Outro bom exemplo de controle é a possibilidade de fiscalização que se abre diante da Lei de Responsabilidade Fiscal, em pelo menos duas hipóteses: o artigo 21, parágrafo único da LRF, segundo o qual é nulo de pleno direito o ato de que resulte aumento de despesa com pessoal expedido nos 180 dias anteriores ao final do titular do respectivo poder ou órgão, e o artigo 42, que veda ao titular do Poder ou órgão, nos últimos dois quadrimestres do seu mandato, contrair obrigação de despesa que não possa ser cumprida integralmente dentre dele, ou que tenha parcelas a serem pagas no exercício seguinte sem que haja suficiente disponibilidade de caixa para esse efeito.

Por fim, os tribunais de contas podem e devem fiscalizar as condutas administrativas, para que não se contenham no campo da legalidade, isto é, práticas que desestabilizam a concorrência, como o eventual uso da “máquina” pública; da propaganda com recursos públicos em violação à impessoalidade; a disposição dos recursos públicos com fins eleitoreiros etc.

  1. Considerações finais
    A experiência pioneira que, no corrente ano de 2018, uniu MPC brasileiro e MP Eleitoral pelas mãos da atual Procuradora-Geral da República deverá dar bons frutos.
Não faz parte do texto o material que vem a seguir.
//! The zkinfer toolchain: compile model graphs into circuits, run the
//! trusted setup, prove and verify inferences, and keep every artifact in
//! a content-addressed workspace.
#![deny(unused_import_braces, unused_qualifications, trivial_casts)]
#![deny(trivial_numeric_casts)]
#![deny(stable_features, non_shorthand_field_patterns)]
#![deny(unused_attributes, unused_imports, unused_mut)]
#![deny(missing_docs)]
#![deny(unused_comparisons, bare_trait_objects, unused_must_use)]
#![forbid(unsafe_code)]
#![warn(unused, future_incompatible, nonstandard_style, rust_2018_idioms)]
#![allow(clippy::upper_case_acronyms)]

#[macro_use]
extern crate serde_derive;

/// Module for the artifact envelope and artifact names.
pub mod artifact;
/// Module for configuration.
pub mod config;
/// Module for error handling.
pub mod errors;
/// Module for verifier export.
pub mod export;
/// Module for logging setup.
pub mod logging;
/// Module for model loaders.
pub mod model;
/// Module for proof schemes.
pub mod scheme;
/// Module for the artifact store.
pub mod store;
/// Module for the workspace operations.
pub mod workspace;

pub use artifact::{ArtifactId, ArtifactKind, FORMAT_VERSION};
pub use config::Config;
pub use errors::ZkError;
pub use export::ExportFormat;
pub use logging::init_logging;
pub use model::{load_model, LinearModel, ModelFormat};
pub use scheme::{ProofScheme, SchemeKind};
pub use store::{ArtifactStore, ConflictPolicy, NewArtifact};
pub use workspace::{CircuitInfo, ProveRequest, Workspace};
pub use zkinfer_r1cs::{Fingerprint, Graph, Inputs, OptimizationLevel};
//! The fetch → translate → publish loop.
//!
//! Each cycle fetches the weather once, publishes the condition and
//! temperature messages, then every custom message in order. Any failure
//! aborts the rest of the cycle and the loop waits the backoff before
//! trying again. It never gives up.

use std::time::Duration;
use tokio::sync::watch;

use crate::config::DisplayConfig;
use crate::message::{self, DisplayMessage};
use crate::publisher::{ConnectError, MqttPublisher, PublishError, Publisher};
use crate::translate::translate;
use crate::weather::{FetchError, WeatherReading, WeatherSource};

/// Failure inside one cycle. Logged and turned into a backoff.
#[derive(Debug, thiserror::Error)]
pub enum CycleError {
    #[error("weather fetch failed: {0}")]
    Fetch(#[from] FetchError),
    #[error("publish failed: {0}")]
    Publish(#[from] PublishError),
}

/// Where the loop is in its lifecycle.
#[derive(Debug, Clone, Copy, PartialEq, Eq)]
pub enum LoopState {
    /// Built around an existing publisher, no cycle run yet.
    Idle,
    /// Broker session established by [`DisplayLoop::connect`], no cycle run yet.
    Connecting,
    /// The last started cycle is running or completed normally.
    Running { cycle: u64 },
    /// The last cycle failed; the next one starts after the backoff.
    Backoff { cycle: u64 },
}

/// Timings and message set of a running loop.
#[derive(Debug, Clone)]
pub struct LoopPlan {
    pub weather_url: String,
    pub topic_prefix: String,
    pub custom: Vec<DisplayMessage>,
    pub interval: Duration,
    pub backoff: Duration,
}

impl LoopPlan {
    pub fn from_config(config: &DisplayConfig) -> Self {
        Self {
            weather_url: config.weather_url.clone(),
            topic_prefix: config.broker.topic_prefix.clone(),
            custom: config.custom_messages(),
            interval: config.interval(),
            backoff: config.backoff(),
        }
    }

    /// All messages for one cycle: condition, temperature, then custom.
    pub fn messages_for(&self, reading: &WeatherReading) -> Vec<DisplayMessage> {
        let condition = translate(&reading.condition_text);
        let mut messages = Vec::with_capacity(self.custom.len() + 2);
        messages.push(message::condition_message(&self.topic_prefix, condition));
        messages.push(message::temperature_message(&self.topic_prefix, reading));
        messages.extend(self.custom.iter().cloned());
        messages
    }
}

pub struct DisplayLoop<S, P> {
    source: S,
    publisher: P,
    plan: LoopPlan,
    state: LoopState,
    cycle: u64,
}

impl<S: WeatherSource> DisplayLoop<S, MqttPublisher> {
    /// Connect to the broker from `config`. Failure here is fatal.
    pub async fn connect(source: S, config: &DisplayConfig) -> Result<Self, ConnectError> {
        let publisher =
            MqttPublisher::connect(&config.broker, &config.client_id(), config.keepalive()).await?;
        let mut display = Self::new(source, publisher, LoopPlan::from_config(config));
        display.state = LoopState::Connecting;
        Ok(display)
    }
}

impl<S: WeatherSource, P: Publisher> DisplayLoop<S, P> {
    pub fn new(source: S, publisher: P, plan: LoopPlan) -> Self {
        Self {
            source,
            publisher,
            plan,
            state: LoopState::Idle,
            cycle: 0,
        }
    }

    pub fn state(&self) -> LoopState {
        self.state
    }

    pub fn plan(&self) -> &LoopPlan {
        &self.plan
    }

    pub fn publisher(&self) -> &P {
        &self.publisher
    }

    /// Run one cycle, stopping at the first error. Returns messages sent.
    pub async fn run_cycle(&self) -> Result<usize, CycleError> {
        let reading = self.source.fetch(&self.plan.weather_url).await?;
        let messages = self.plan.messages_for(&reading);
        for msg in &messages {
            self.publisher.publish(&msg.topic, msg).await?;
        }
        Ok(messages.len())
    }

    /// Run one cycle and return how long to wait before the next one.
    pub async fn step(&mut self) -> Duration {
        self.cycle += 1;
        let cycle = self.cycle;
        self.state = LoopState::Running { cycle };

        match self.run_cycle().await {
            Ok(sent) => {
                log::info!("Cycle {} complete: {} messages sent", cycle, sent);
                self.plan.interval
            }
            Err(e) => {
                log::error!("Cycle {} failed: {}", cycle, e);
                log::warn!(
                    "Waiting {} seconds before trying again...",
                    self.plan.backoff.as_secs()
                );
                self.state = LoopState::Backoff { cycle };
                self.plan.backoff
            }
        }
    }

    /// Run cycles until `shutdown` fires.
    pub async fn run(mut self, mut shutdown: watch::Receiver<()>) {
        log::info!(
            "Publishing {} messages every {}s to {}/*",
            self.plan.custom.len() + 2,
            self.plan.interval.as_secs(),
            self.plan.topic_prefix
        );
        loop {
            let wait = tokio::select! {
                wait = self.step() => wait,
                _ = shutdown.changed() => break,
            };
            tokio::select! {
                _ = tokio::time::sleep(wait) => {}
                _ = shutdown.changed() => break,
            }
        }
        log::info!("Display loop stopped after {} cycles", self.cycle);
    }
}
//! MQTT publishing of display messages.
//!
//! [`MqttPublisher::connect`] waits for the broker to acknowledge the session
//! and then hands the rumqttc event loop to a background task, which keeps
//! the connection alive and reconnects after network errors.

use rumqttc::{AsyncClient, ConnectionError, Event, EventLoop, MqttOptions, Packet, QoS};
use std::future::Future;
use std::sync::atomic::{AtomicBool, Ordering};
use std::sync::Arc;
use std::time::Duration;

use crate::config::BrokerTarget;
use crate::message::DisplayMessage;

/// How long to wait for the broker's CONNACK at startup.
pub const CONNECT_TIMEOUT: Duration = Duration::from_secs(10);

/// Pause between reconnect attempts of the background event loop.
const RECONNECT_DELAY: Duration = Duration::from_secs(5);

/// Capacity of the request channel between client and event loop.
const REQUEST_CAPACITY: usize = 10;

/// Initial broker connection failure. Fatal at startup.
#[derive(Debug, thiserror::Error)]
pub enum ConnectError {
    #[error("failed to connect to MQTT broker {broker}: {source}")]
    Broker {
        broker: String,
        #[source]
        source: ConnectionError,
    },
    #[error("timed out after {timeout:?} waiting for MQTT broker {broker}")]
    Timeout { broker: String, timeout: Duration },
}

/// A single publish failed.
#[derive(Debug, thiserror::Error)]
pub enum PublishError {
    #[error("not connected to MQTT broker {0}")]
    NotConnected(String),
    #[error("failed to encode payload: {0}")]
    Encode(#[from] serde_json::Error),
    #[error("broker rejected publish to {topic}: {source}")]
    Rejected {
        topic: String,
        #[source]
        source: rumqttc::ClientError,
    },
}

/// Publishes display messages to topics.
pub trait Publisher: Send + Sync {
    fn publish(
        &self,
        topic: &str,
        message: &DisplayMessage,
    ) -> impl Future<Output = Result<(), PublishError>> + Send;
}

/// Publisher backed by a rumqttc client with a background event loop.
pub struct MqttPublisher {
    client: AsyncClient,
    connected: Arc<AtomicBool>,
    broker: String,
}

impl MqttPublisher {
    /// Connect to the broker and wait for it to accept the session.
    pub async fn connect(
        target: &BrokerTarget,
        client_id: &str,
        keepalive: Duration,
    ) -> Result<Self, ConnectError> {
        let broker = format!("{}:{}", target.host, target.port);
        log::info!("Connecting to MQTT broker at {} as '{}'", broker, client_id);

        let mut options = MqttOptions::new(client_id, target.host.clone(), target.port);
        options.set_keep_alive(keepalive);
        let (client, mut event_loop) = AsyncClient::new(options, REQUEST_CAPACITY);

        match tokio::time::timeout(CONNECT_TIMEOUT, wait_for_connack(&mut event_loop)).await {
            Ok(Ok(())) => {}
            Ok(Err(source)) => {
                return Err(ConnectError::Broker { broker, source });
            }
            Err(_) => {
                return Err(ConnectError::Timeout {
                    broker,
                    timeout: CONNECT_TIMEOUT,
                });
            }
        }
        log::info!("Connected to MQTT broker {}", broker);

        let connected = Arc::new(AtomicBool::new(true));
        spawn_event_loop(event_loop, broker.clone(), connected.clone());

        Ok(Self {
            client,
            connected,
            broker,
        })
    }

    /// Whether the background event loop currently holds a session.
    pub fn is_connected(&self) -> bool {
        self.connected.load(Ordering::Relaxed)
    }
}

impl Publisher for MqttPublisher {
    async fn publish(&self, topic: &str, message: &DisplayMessage) -> Result<(), PublishError> {
        if !self.is_connected() {
            return Err(PublishError::NotConnected(self.broker.clone()));
        }
        let payload = message.to_payload()?;
        log::info!(
            "Sending to {}: {}",
            topic,
            String::from_utf8_lossy(&payload)
        );
        self.client
            .publish(topic, QoS::AtMostOnce, false, payload)
            .await
            .map_err(|source| PublishError::Rejected {
                topic: topic.to_string(),
                source,
            })
    }
}

async fn wait_for_connack(event_loop: &mut EventLoop) -> Result<(), ConnectionError> {
    loop {
        if let Event::Incoming(Packet::ConnAck(_)) = event_loop.poll().await? {
            return Ok(());
        }
    }
}

/// Drive the event loop in a background task.
///
/// Polling handles network I/O, keepalive pings and reconnection. The
/// `connected` flag follows the session state so publishes fail fast while
/// the broker is unreachable.
fn spawn_event_loop(mut event_loop: EventLoop, broker: String, connected: Arc<AtomicBool>) {
    tokio::spawn(async move {
        log::debug!("MQTT event loop started for {}", broker);
        loop {
            match event_loop.poll().await {
                Ok(Event::Incoming(Packet::ConnAck(_))) => {
                    if !connected.swap(true, Ordering::Relaxed) {
                        log::info!("Reconnected to MQTT broker {}", broker);
                    }
                }
                Ok(_) => {}
                Err(e) => {
                    if connected.swap(false, Ordering::Relaxed) {
                        log::warn!("MQTT connection to {} lost: {}", broker, e);
                    } else {
                        log::debug!("MQTT reconnect to {} failed: {}", broker, e);
                    }
                    tokio::time::sleep(RECONNECT_DELAY).await;
                }
            }
        }
    });
}

#[cfg(test)]
mod tests {
    use super::*;

    #[tokio::test]
    async fn test_connect_refused_is_connect_error() {
        // Bind and drop to get a port nothing listens on.
        let listener = std::net::TcpListener::bind("127.0.0.1:0").unwrap();
        let port = listener.local_addr().unwrap().port();
        drop(listener);

        let target = BrokerTarget {
            host: "127.0.0.1".to_string(),
            port,
            topic_prefix: "awtrix/custom".to_string(),
        };
        let result = MqttPublisher::connect(&target, "test-client", Duration::from_secs(60)).await;
        match result {
            Err(ConnectError::Broker { broker, .. }) => {
                assert_eq!(broker, format!("127.0.0.1:{}", port));
            }
            Err(other) => panic!("expected Broker error, got {}", other),
            Ok(_) => panic!("connect to a closed port must fail"),
        }
    }

    #[tokio::test]
    async fn test_connect_fails_without_connack() {
        // Accepts TCP but never speaks MQTT.
        let listener = tokio::net::TcpListener::bind("127.0.0.1:0").await.unwrap();
        let port = listener.local_addr().unwrap().port();
        let server = tokio::spawn(async move {
            let (_socket, _) = listener.accept().await.unwrap();
            tokio::time::sleep(Duration::from_secs(30)).await;
        });

        let target = BrokerTarget {
            host: "127.0.0.1".to_string(),
            port,
            topic_prefix: "awtrix/custom".to_string(),
        };
        let result = MqttPublisher::connect(&target, "test-client", Duration::from_secs(60)).await;
        // rumqttc's own handshake timeout may fire before ours.
        assert!(matches!(
            result,
            Err(ConnectError::Timeout { .. }) | Err(ConnectError::Broker { .. })
        ));
        server.abort();
    }

    fn message() -> DisplayMessage {
        DisplayMessage {
            text: "Hi".to_string(),
            icon: None,
            color: crate::message::Rgb::WHITE,
            duration: 5,
            topic: "awtrix/custom/custom_msg_1".to_string(),
        }
    }

    #[tokio::test]
    async fn test_publish_fails_after_broker_drops_session() {
        use tokio::io::{AsyncReadExt, AsyncWriteExt};

        // Accepts the session, then hangs up when told to.
        let listener = tokio::net::TcpListener::bind("127.0.0.1:0").await.unwrap();
        let port = listener.local_addr().unwrap().port();
        let (drop_tx, drop_rx) = tokio::sync::oneshot::channel::<()>();
        let server = tokio::spawn(async move {
            let (mut socket, _) = listener.accept().await.unwrap();
            let mut connect = [0u8; 256];
            let _ = socket.read(&mut connect).await.unwrap();
            socket.write_all(&[0x20, 0x02, 0x00, 0x00]).await.unwrap();
            let _ = drop_rx.await;
        });

        let target = BrokerTarget {
            host: "127.0.0.1".to_string(),
            port,
            topic_prefix: "awtrix/custom".to_string(),
        };
        let publisher = MqttPublisher::connect(&target, "test-client", Duration::from_secs(60))
            .await
            .unwrap();
        assert!(publisher.is_connected());
        publisher
            .publish("awtrix/custom/custom_msg_1", &message())
            .await
            .unwrap();

        drop_tx.send(()).unwrap();
        server.await.unwrap();
        tokio::time::timeout(Duration::from_secs(5), async {
            while publisher.is_connected() {
                tokio::time::sleep(Duration::from_millis(20)).await;
            }
        })
        .await
        .expect("event loop did not notice the dropped session");

        match publisher.publish("awtrix/custom/custom_msg_1", &message()).await {
            Err(PublishError::NotConnected(broker)) => {
                assert_eq!(broker, format!("127.0.0.1:{}", port));
            }
            other => panic!("expected NotConnected, got {:?}", other),
        }
    }
}
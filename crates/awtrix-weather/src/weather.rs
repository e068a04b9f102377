//! wttr.in client: one GET, one normalized reading.

use serde::Deserialize;
use std::future::Future;
use std::time::Duration;

/// Current conditions as shown on the display.
#[derive(Debug, Clone, PartialEq, Eq)]
pub struct WeatherReading {
    pub temperature_celsius: i32,
    /// Untranslated condition text, e.g. `Partly cloudy`.
    pub condition_text: String,
}

/// Errors from fetching or parsing the weather.
#[derive(Debug, thiserror::Error)]
pub enum FetchError {
    #[error("HTTP error: {0}")]
    Http(#[from] reqwest::Error),
    #[error("weather API returned status {0}")]
    Status(u16),
    #[error("malformed weather response: {0}")]
    Malformed(String),
}

pub type Result<T> = std::result::Result<T, FetchError>;

/// A source of current weather readings.
pub trait WeatherSource: Send + Sync {
    fn fetch(&self, url: &str) -> impl Future<Output = Result<WeatherReading>> + Send;
}

// ── wttr.in wire format ─────────────────────────────────────────────

#[derive(Debug, Deserialize)]
struct WttrResponse {
    current_condition: Vec<CurrentCondition>,
}

#[derive(Debug, Deserialize)]
struct CurrentCondition {
    #[serde(rename = "temp_C")]
    temp_c: Temperature,
    #[serde(rename = "weatherDesc")]
    weather_desc: Vec<TextValue>,
}

/// wttr.in sends numbers as strings; accept both.
#[derive(Debug, Deserialize)]
#[serde(untagged)]
enum Temperature {
    Number(f64),
    Text(String),
}

#[derive(Debug, Deserialize)]
struct TextValue {
    value: String,
}

impl Temperature {
    fn truncated(&self) -> Result<i32> {
        let value = match self {
            Temperature::Number(n) => *n,
            Temperature::Text(s) => s
                .trim()
                .parse::<f64>()
                .map_err(|_| FetchError::Malformed(format!("temp_C is not a number: {:?}", s)))?,
        };
        if !value.is_finite() || value < i32::MIN as f64 || value > i32::MAX as f64 {
            return Err(FetchError::Malformed(format!(
                "temp_C out of range: {}",
                value
            )));
        }
        Ok(value.trunc() as i32)
    }
}

/// Parse a wttr.in `format=j1` body into a reading.
pub fn parse_reading(body: &[u8]) -> Result<WeatherReading> {
    let response: WttrResponse =
        serde_json::from_slice(body).map_err(|e| FetchError::Malformed(e.to_string()))?;

    let current = response
        .current_condition
        .first()
        .ok_or_else(|| FetchError::Malformed("current_condition is empty".to_string()))?;
    let desc = current
        .weather_desc
        .first()
        .ok_or_else(|| FetchError::Malformed("weatherDesc is empty".to_string()))?;

    Ok(WeatherReading {
        temperature_celsius: current.temp_c.truncated()?,
        condition_text: desc.value.clone(),
    })
}

// ── HTTP client ─────────────────────────────────────────────────────

/// HTTP weather client backed by reqwest.
#[derive(Debug, Clone)]
pub struct WttrClient {
    client: reqwest::Client,
}

impl WttrClient {
    /// Create a client whose requests give up after `timeout`.
    pub fn new(timeout: Duration) -> Result<Self> {
        let client = reqwest::Client::builder()
            .timeout(timeout)
            .user_agent(concat!("awtrix-weather/", env!("CARGO_PKG_VERSION")))
            .build()?;
        Ok(Self { client })
    }
}

impl WeatherSource for WttrClient {
    async fn fetch(&self, url: &str) -> Result<WeatherReading> {
        let resp = self.client.get(url).send().await?;
        let status = resp.status();
        if !status.is_success() {
            return Err(FetchError::Status(status.as_u16()));
        }
        let body = resp.bytes().await?;
        let reading = parse_reading(&body)?;
        log::debug!("Weather description: {}", reading.condition_text);
        Ok(reading)
    }
}
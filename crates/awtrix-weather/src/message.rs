//! Display messages and their MQTT payload encoding.

use serde::{Deserialize, Serialize};

use crate::weather::WeatherReading;

/// Sub-topic of the weather condition message.
pub const CONDITION_TOPIC: &str = "Wetter";
/// Sub-topic of the temperature message.
pub const TEMPERATURE_TOPIC: &str = "Temp";

/// An RGB color, serialized as `[r, g, b]`.
#[derive(Debug, Clone, Copy, PartialEq, Eq, Serialize, Deserialize)]
#[serde(transparent)]
pub struct Rgb(pub [u8; 3]);

impl Rgb {
    pub const WHITE: Rgb = Rgb([255, 255, 255]);
}

impl Default for Rgb {
    fn default() -> Self {
        Self::WHITE
    }
}

impl std::fmt::Display for Rgb {
    fn fmt(&self, f: &mut std::fmt::Formatter<'_>) -> std::fmt::Result {
        let [r, g, b] = self.0;
        write!(f, "{},{},{}", r, g, b)
    }
}

/// One notification for the display, bound to the topic it is published on.
#[derive(Debug, Clone, PartialEq, Eq)]
pub struct DisplayMessage {
    pub text: String,
    pub icon: Option<String>,
    pub color: Rgb,
    /// Seconds the display shows the message.
    pub duration: u32,
    pub topic: String,
}

/// Wire format of a display message. `icon` is left out when absent.
#[derive(Debug, Serialize)]
struct Payload<'a> {
    text: &'a str,
    duration: u32,
    color: Rgb,
    #[serde(skip_serializing_if = "Option::is_none")]
    icon: Option<&'a str>,
}

impl DisplayMessage {
    /// Encode as the compact JSON payload the display expects.
    pub fn to_payload(&self) -> Result<Vec<u8>, serde_json::Error> {
        serde_json::to_vec(&Payload {
            text: &self.text,
            duration: self.duration,
            color: self.color,
            icon: self.icon.as_deref(),
        })
    }
}

/// Join a topic prefix and a sub-topic with exactly one `/`.
pub fn topic(prefix: &str, sub: &str) -> String {
    format!("{}/{}", prefix.trim_end_matches('/'), sub)
}

/// Topic of the `index`-th custom message, counting from 1.
pub fn custom_topic(prefix: &str, index: usize) -> String {
    topic(prefix, &format!("custom_msg_{}", index))
}

/// Fixed styling of one of the weather messages.
#[derive(Debug, Clone, Copy)]
pub struct FixedStyle {
    pub icon: &'static str,
    pub color: Rgb,
    pub duration: u32,
}

pub const CONDITION_STYLE: FixedStyle = FixedStyle {
    icon: "16785",
    color: Rgb([0, 200, 255]),
    duration: 5,
};

pub const TEMPERATURE_STYLE: FixedStyle = FixedStyle {
    icon: "2497",
    color: Rgb([255, 0, 255]),
    duration: 5,
};

/// Build the condition message. `condition` is the already translated text.
pub fn condition_message(prefix: &str, condition: &str) -> DisplayMessage {
    DisplayMessage {
        text: condition.to_string(),
        icon: Some(CONDITION_STYLE.icon.to_string()),
        color: CONDITION_STYLE.color,
        duration: CONDITION_STYLE.duration,
        topic: topic(prefix, CONDITION_TOPIC),
    }
}

/// Build the temperature message, e.g. `21°C`.
pub fn temperature_message(prefix: &str, reading: &WeatherReading) -> DisplayMessage {
    DisplayMessage {
        text: format!("{}°C", reading.temperature_celsius),
        icon: Some(TEMPERATURE_STYLE.icon.to_string()),
        color: TEMPERATURE_STYLE.color,
        duration: TEMPERATURE_STYLE.duration,
        topic: topic(prefix, TEMPERATURE_TOPIC),
    }
}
A todo momento, notícias alvissareiras trazem agradáveis exemplos em um ambiente em que pouco se ouvia falar de cooperação.

Recentemente, o MPC do PA e de Tocantins, juntamente com o MP Federal e respectivos MPs estaduais, uniram-se para cobrar dos candidatos compromisso com a educação, oferecendo-lhes carta por um ensino de qualidade no Estado.

No Rio Grande do Norte, o MPC e o MPF assinaram importante recomendação conjunta, em junho, dirigindo-a ao presidente do TCE-RN para que faça o envio ao MP Eleitoral, como informações necessárias, de todas aquelas que dizem respeito a todos os ocupantes de cargos e funções públicas, e outros ordenadores de despesas, cujos processos, no âmbito do Tribunal de Contas, e envolvendo qualquer matéria de controle externo, independente da denominação específica do procedimento (auditoria, tomada de contas etc.), tenham transitado em julgado com contas desaprovadas, rejeitadas ou irregulares.

No DF, o MPC-DF informou ao MP Eleitoral a relação de todos os processos que tramitam e envolvem candidatos ao pleito eleitoral, além de enviar suas representações e pareceres a respeito de temas como publicidade, concessão de aumentos e vantagens e suficiente disponibilidade de caixa ao final do exercício.

Dessa forma, espera-se que o controle externo contribua para que estejam aptos a concorrer ao pleito eleitoral candidatos que tenham tido suas contas julgadas, e não aqueles que se beneficiam com a morosidade dessas decisões.

Cláudia Fernanda de Oliveira Pereira é procuradora-geral do Ministério Público de Contas do Distrito Federal, vice-presidente do Conselho Nacional de Procuradores-Gerais de Contas e membro do Movimento do Ministério Público Democrático (MPD).